The Trump Administration’s new National Security Strategy goes to great lengths to do what every good strategist is taught: align means and ends in a coherent and credible way. Reviving our defense industrial base and achieving energy dominance are laudable ends for a 21st-century strategy. But the essential means of realizing those goals, the nation’s electric grid, remains mired in the 20th century. It is fragmented, aging, and underbuilt. Unless the United States invests in expanding and fortifying the grid, we not only risk falling short of our strategic aspirations, but we also put our national defense in jeopardy.
Over the last several decades, the U.S. military has transformed into a globally networked force. Remotely piloted aircraft and advanced cyber technology are part of the fabric of modern warfare, with troops often performing these missions from installations right here at home. That has made the electric grid, which serves our installations, essential to all military missions, including those overseas. And we have dramatically underinvested in it.

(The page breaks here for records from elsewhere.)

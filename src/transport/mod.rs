//! Transport module - how frames reach the processor.
//!
//! - [`ws`] - persistent WebSocket connection (primary)
//! - [`http`] - single POST per exchange

pub mod http;
pub mod ws;

pub use http::{parse_reply_body, BitmapRecord, HttpTransport, UploadRequest};
pub use ws::{connect, read_loop, WsStream, DEFAULT_MAX_MESSAGE_SIZE};
//! Client builder and exchange runner.
//!
//! The [`ClientBuilder`] provides a fluent API for configuring the
//! connection. The [`Client`] runs exchanges:
//! 1. Arm the reply slot
//! 2. Upload header, chunks and end marker through the writer task
//! 3. Wait for the reply (bounded by the reply timeout)
//! 4. Decode it into labeled bitmaps
//!
//! # Example
//!
//! ```ignore
//! use leadwire::{Client, RasterImage};
//!
//! #[tokio::main]
//! async fn main() -> Result<(), Box<dyn std::error::Error>> {
//!     let client = Client::builder("ws://localhost:9998/ws")
//!         .max_chunk_size(8 * 1024)
//!         .connect()
//!         .await?;
//!
//!     let image = RasterImage::open("scan.png")?;
//!     for bitmap in client.process(&image).await? {
//!         println!("{} at scale {}", bitmap.label, bitmap.scale);
//!     }
//!
//!     client.close().await;
//!     Ok(())
//! }
//! ```

use std::fmt::Display;
use std::time::Duration;

use futures::{Sink, Stream, StreamExt};
use tokio::io::{AsyncRead, AsyncWrite};
use tokio::sync::Mutex;
use tokio::task::JoinHandle;
use tokio_tungstenite::tungstenite::{Error as WsError, Message};
use tokio_tungstenite::WebSocketStream;

use crate::codec::{decode, LabeledBitmap};
use crate::error::{LeadwireError, Result, TransportError, UploadError};
use crate::exchange::ReplySlot;
use crate::protocol::DEFAULT_CHUNK_SIZE;
use crate::raster::RasterImage;
use crate::transport::ws::{self, DEFAULT_MAX_MESSAGE_SIZE};
use crate::upload::Uploader;
use crate::writer::{spawn_writer_task, WriterConfig, WriterHandle};

/// Default time to wait for the processor's reply.
pub const DEFAULT_REPLY_TIMEOUT: Duration = Duration::from_secs(120);

/// Exchange settings shared by every connection style.
#[derive(Debug, Clone)]
pub struct ClientConfig {
    /// Largest pixel chunk per binary frame.
    pub max_chunk_size: usize,
    /// Reply wait limit; `None` waits forever.
    pub reply_timeout: Option<Duration>,
    /// Largest incoming message accepted by the WebSocket layer.
    pub max_message_size: usize,
    pub writer: WriterConfig,
}

impl Default for ClientConfig {
    fn default() -> Self {
        Self {
            max_chunk_size: DEFAULT_CHUNK_SIZE,
            reply_timeout: Some(DEFAULT_REPLY_TIMEOUT),
            max_message_size: DEFAULT_MAX_MESSAGE_SIZE,
            writer: WriterConfig::default(),
        }
    }
}

/// Builder for configuring and connecting a client.
pub struct ClientBuilder {
    url: String,
    config: ClientConfig,
}

impl ClientBuilder {
    /// Create a new client builder for the processor at `url`.
    pub fn new(url: impl Into<String>) -> Self {
        Self {
            url: url.into(),
            config: ClientConfig::default(),
        }
    }

    /// Set the largest pixel chunk per frame.
    ///
    /// Default: 8 KiB
    pub fn max_chunk_size(mut self, size: usize) -> Self {
        self.config.max_chunk_size = size;
        self
    }

    /// Set how long to wait for a reply. `None` waits forever.
    ///
    /// Default: 120 seconds
    pub fn reply_timeout(mut self, timeout: Option<Duration>) -> Self {
        self.config.reply_timeout = timeout;
        self
    }

    /// Set the largest accepted reply message.
    ///
    /// Default: 15 MiB
    pub fn max_message_size(mut self, size: usize) -> Self {
        self.config.max_message_size = size;
        self
    }

    /// Set the writer channel capacity.
    ///
    /// Default: 64
    pub fn channel_capacity(mut self, capacity: usize) -> Self {
        self.config.writer.channel_capacity = capacity;
        self
    }

    /// Set how long a single frame send may take.
    ///
    /// Default: 30 seconds
    pub fn send_timeout(mut self, timeout: Duration) -> Self {
        self.config.writer.send_timeout = timeout;
        self
    }

    /// Connect and start the reader and writer tasks.
    pub async fn connect(self) -> Result<Client> {
        let stream = ws::connect(&self.url, self.config.max_message_size).await?;
        Ok(Client::from_websocket(stream, self.config))
    }
}

/// A connected client.
///
/// Exchanges on one client run one at a time; concurrent calls to
/// [`Client::process`] queue behind each other.
///
/// Replies carry no request ID, so a connection is retired after any
/// exchange that leaves the stream out of step: a reply timeout, or an
/// upload that failed after its first frame was queued. Every later
/// exchange then fails with `Transport(ConnectionClosed)`.
pub struct Client {
    writer: WriterHandle,
    slot: ReplySlot,
    uploader: Uploader,
    reply_timeout: Option<Duration>,
    /// Serialises exchanges: the protocol cannot tell replies apart.
    exchange: Mutex<()>,
    reader_task: JoinHandle<()>,
    writer_task: JoinHandle<std::result::Result<(), TransportError>>,
}

impl Client {
    /// Create a new client builder.
    pub fn builder(url: impl Into<String>) -> ClientBuilder {
        ClientBuilder::new(url)
    }

    /// Run over an already-established WebSocket stream.
    ///
    /// Must be called within a Tokio runtime.
    pub fn from_websocket<T>(stream: WebSocketStream<T>, config: ClientConfig) -> Self
    where
        T: AsyncRead + AsyncWrite + Unpin + Send + 'static,
    {
        let (sink, source) = stream.split();
        Self::spawn(sink, source, config)
    }

    /// Start the writer and reader tasks over split connection halves.
    fn spawn<W, R>(sink: W, source: R, config: ClientConfig) -> Self
    where
        W: Sink<Message> + Unpin + Send + 'static,
        W::Error: Display,
        R: Stream<Item = std::result::Result<Message, WsError>> + Unpin + Send + 'static,
    {
        let (writer, writer_task) = spawn_writer_task(sink, config.writer.clone());

        let slot = ReplySlot::new();
        let reader_task = tokio::spawn(ws::read_loop(source, slot.clone()));

        Self {
            writer,
            slot,
            uploader: Uploader::new(config.max_chunk_size),
            reply_timeout: config.reply_timeout,
            exchange: Mutex::new(()),
            reader_task,
            writer_task,
        }
    }

    /// Upload `image`, wait for the reply and decode it.
    ///
    /// # Errors
    ///
    /// - `Upload` if the image is empty or a frame could not be sent
    /// - `ReplyTimeout` / `Transport` if no reply arrives
    /// - `Decode` if the reply is malformed
    pub async fn process(&self, image: &RasterImage) -> Result<Vec<LabeledBitmap>> {
        let _exchange = self.exchange.lock().await;

        // Armed before the first frame goes out, so a fast reply is never
        // mistaken for an unsolicited one.
        let pending = self.slot.arm()?;

        let mut writer = self.writer.clone();
        if let Err(e) = self.uploader.upload(image, &mut writer).await {
            match &e {
                // Rejected before any frame was queued.
                UploadError::Encode(_) => self.slot.disarm(),
                // The processor holds an unterminated upload.
                UploadError::Transport(_) => self.retire("upload aborted"),
            }
            return Err(e.into());
        }
        tracing::info!(
            "Uploaded {}x{} raster, waiting for reply",
            image.width(),
            image.height()
        );

        let message = match pending.wait(self.reply_timeout).await {
            Ok(message) => message,
            Err(e) => {
                // The reply may still arrive and must not answer a later upload.
                if matches!(e, LeadwireError::ReplyTimeout(_)) {
                    self.retire("reply timed out");
                }
                return Err(e);
            }
        };
        tracing::info!("Received reply ({} bytes)", message.len());

        let bitmaps = decode(message)?;
        for bitmap in &bitmaps {
            tracing::debug!(
                "{}: {}x{} at scale {}",
                bitmap.label,
                bitmap.matrix.width(),
                bitmap.matrix.height(),
                bitmap.scale
            );
        }
        Ok(bitmaps)
    }

    /// Stop using this connection: close the reply slot and drop any
    /// frames still queued for the socket.
    fn retire(&self, reason: &str) {
        tracing::warn!("Retiring connection: {}", reason);
        self.slot.close();
        self.writer_task.abort();
    }

    /// Check if the connection has gone away.
    pub fn is_closed(&self) -> bool {
        self.slot.is_closed() || self.writer.is_closed()
    }

    /// Close the connection and wait for the writer to finish.
    pub async fn close(self) {
        let Client {
            writer,
            reader_task,
            writer_task,
            ..
        } = self;

        drop(writer);
        match writer_task.await {
            Ok(Ok(())) => {}
            Ok(Err(e)) => tracing::debug!("Writer ended with error: {}", e),
            Err(e) => tracing::debug!("Writer task failed: {}", e),
        }
        reader_task.abort();
    }
}

#[cfg(test)]
mod tests {
    use super::*;
    use std::pin::Pin;
    use std::sync::{Arc, Mutex as StdMutex};
    use std::task::{Context, Poll};

    use futures::channel::mpsc as fmpsc;

    use crate::protocol::{ResponseEnvelope, SubBitmapRecord};

    /// Accepts `limit` messages, then never becomes ready again.
    struct StallingSink {
        sent: Arc<StdMutex<Vec<Message>>>,
        limit: usize,
    }

    impl StallingSink {
        fn new(limit: usize) -> (Self, Arc<StdMutex<Vec<Message>>>) {
            let sent = Arc::new(StdMutex::new(Vec::new()));
            let sink = Self {
                sent: sent.clone(),
                limit,
            };
            (sink, sent)
        }
    }

    impl Sink<Message> for StallingSink {
        type Error = WsError;

        fn poll_ready(self: Pin<&mut Self>, _: &mut Context<'_>) -> Poll<std::result::Result<(), WsError>> {
            if self.sent.lock().unwrap().len() < self.limit {
                Poll::Ready(Ok(()))
            } else {
                Poll::Pending
            }
        }

        fn start_send(self: Pin<&mut Self>, item: Message) -> std::result::Result<(), WsError> {
            self.sent.lock().unwrap().push(item);
            Ok(())
        }

        fn poll_flush(self: Pin<&mut Self>, _: &mut Context<'_>) -> Poll<std::result::Result<(), WsError>> {
            Poll::Ready(Ok(()))
        }

        fn poll_close(self: Pin<&mut Self>, _: &mut Context<'_>) -> Poll<std::result::Result<(), WsError>> {
            Poll::Ready(Ok(()))
        }
    }

    type Replies = fmpsc::UnboundedSender<std::result::Result<Message, WsError>>;

    fn client_over(sink: StallingSink, config: ClientConfig) -> (Client, Replies) {
        let (replies, source) = fmpsc::unbounded();
        (Client::spawn(sink, source, config), replies)
    }

    fn small_image() -> RasterImage {
        RasterImage::new(4, 4, vec![1u8; 16])
    }

    #[test]
    fn test_builder_defaults() {
        let builder = ClientBuilder::new("ws://localhost:9998/ws");

        assert_eq!(builder.url, "ws://localhost:9998/ws");
        assert_eq!(builder.config.max_chunk_size, DEFAULT_CHUNK_SIZE);
        assert_eq!(builder.config.reply_timeout, Some(DEFAULT_REPLY_TIMEOUT));
        assert_eq!(builder.config.max_message_size, DEFAULT_MAX_MESSAGE_SIZE);
    }

    #[test]
    fn test_builder_configuration() {
        let builder = Client::builder("ws://example")
            .max_chunk_size(crate::protocol::LARGE_CHUNK_SIZE)
            .reply_timeout(None)
            .max_message_size(1024)
            .channel_capacity(8)
            .send_timeout(Duration::from_secs(2));

        assert_eq!(builder.config.max_chunk_size, 20 * 1024 * 1024);
        assert_eq!(builder.config.reply_timeout, None);
        assert_eq!(builder.config.max_message_size, 1024);
        assert_eq!(builder.config.writer.channel_capacity, 8);
        assert_eq!(builder.config.writer.send_timeout, Duration::from_secs(2));
    }

    #[tokio::test]
    async fn test_reply_delivered_over_split_halves() {
        let (sink, sent) = StallingSink::new(usize::MAX);
        let (client, replies) = client_over(sink, ClientConfig::default());

        let reply = ResponseEnvelope::new(vec![SubBitmapRecord::new(1_000_000, 4, 4, vec![0xFFFF])]);
        let answer = async {
            // Header, one chunk, end marker.
            while sent.lock().unwrap().len() < 3 {
                tokio::task::yield_now().await;
            }
            replies
                .unbounded_send(Ok(Message::binary(reply.encode().freeze())))
                .unwrap();
        };

        let image = small_image();
        let (result, ()) = tokio::join!(client.process(&image), answer);

        let bitmaps = result.unwrap();
        assert_eq!(bitmaps[0].matrix.count_set(), 16);
        assert!(!client.is_closed());
    }

    #[tokio::test]
    async fn test_late_reply_never_answers_next_exchange() {
        let (sink, _sent) = StallingSink::new(usize::MAX);
        let config = ClientConfig {
            reply_timeout: Some(Duration::from_millis(50)),
            ..ClientConfig::default()
        };
        let (client, replies) = client_over(sink, config);

        let err = client.process(&small_image()).await.unwrap_err();
        assert!(matches!(err, LeadwireError::ReplyTimeout(_)));
        assert!(client.is_closed());

        let late = ResponseEnvelope::new(vec![SubBitmapRecord::new(111, 4, 4, vec![0])]);
        replies
            .unbounded_send(Ok(Message::binary(late.encode().freeze())))
            .unwrap();

        let err = client.process(&small_image()).await.unwrap_err();
        assert!(matches!(
            err,
            LeadwireError::Transport(TransportError::ConnectionClosed)
        ));
    }

    #[tokio::test]
    async fn test_stalled_upload_retires_connection() {
        let (sink, sent) = StallingSink::new(2);
        let config = ClientConfig {
            max_chunk_size: 4,
            writer: WriterConfig {
                send_timeout: Duration::from_millis(50),
                ..WriterConfig::default()
            },
            ..ClientConfig::default()
        };
        let (client, _replies) = client_over(sink, config);

        let err = client.process(&small_image()).await.unwrap_err();
        assert!(matches!(
            err,
            LeadwireError::Upload(UploadError::Transport(TransportError::SendTimeout(_)))
        ));
        assert!(client.is_closed());

        let err = client.process(&small_image()).await.unwrap_err();
        assert!(matches!(
            err,
            LeadwireError::Transport(TransportError::ConnectionClosed)
        ));
        // Header and first chunk only; the refused exchange queued nothing.
        assert_eq!(sent.lock().unwrap().len(), 2);
    }

    #[tokio::test]
    async fn test_empty_image_keeps_connection() {
        let (sink, sent) = StallingSink::new(usize::MAX);
        let (client, _replies) = client_over(sink, ClientConfig::default());

        let err = client
            .process(&RasterImage::new(4, 4, Vec::<u8>::new()))
            .await
            .unwrap_err();

        assert!(matches!(err, LeadwireError::Upload(UploadError::Encode(_))));
        assert!(!client.is_closed());
        assert!(sent.lock().unwrap().is_empty());
    }

    #[tokio::test]
    async fn test_connect_refused() {
        // Port 9 (discard) is essentially never listening for WebSockets.
        let result = Client::builder("ws://127.0.0.1:9/ws").connect().await;
        assert!(matches!(result, Err(crate::LeadwireError::Transport(_))));
    }
}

Strengthening transmission, modernizing our infrastructure, and aligning energy planning with national defense needs are not merely about strengthening America’s resilience — they are pivotal to maintaining peace in our time.
Today, America’s bulk electric system — the poles and wires that powered the United States through the wars in Iraq and Afghanistan — is dangerously ill-equipped for the kind of great power conflict the U.S. military is planning. Take the example of Winter Storm Uri in February 2021. A historic ice storm swept across Texas and forced the Electric Reliability Council of Texas (ERCOT) to shed 20 gigawatts of load from its system, the largest single directed load shed in North American history. That one event caused multiday outages at 12 of 15 military installations in Texas and left many troops and military families stranded.
While Winter Storm Uri stands out as a cautionary tale of the risks facing the grid, it’s not an outlier. Across the United States, threats from wildfires and other extreme weather events are routinely forcing utilities to de-energize power lines, and malicious actors are constantly testing the robustness of the system. The simple fact is that if a major war were to break out tomorrow, the power grid that supports nearly every military installation, weapons factory, and AI data center will be the first — and potentially weakest — line of defense.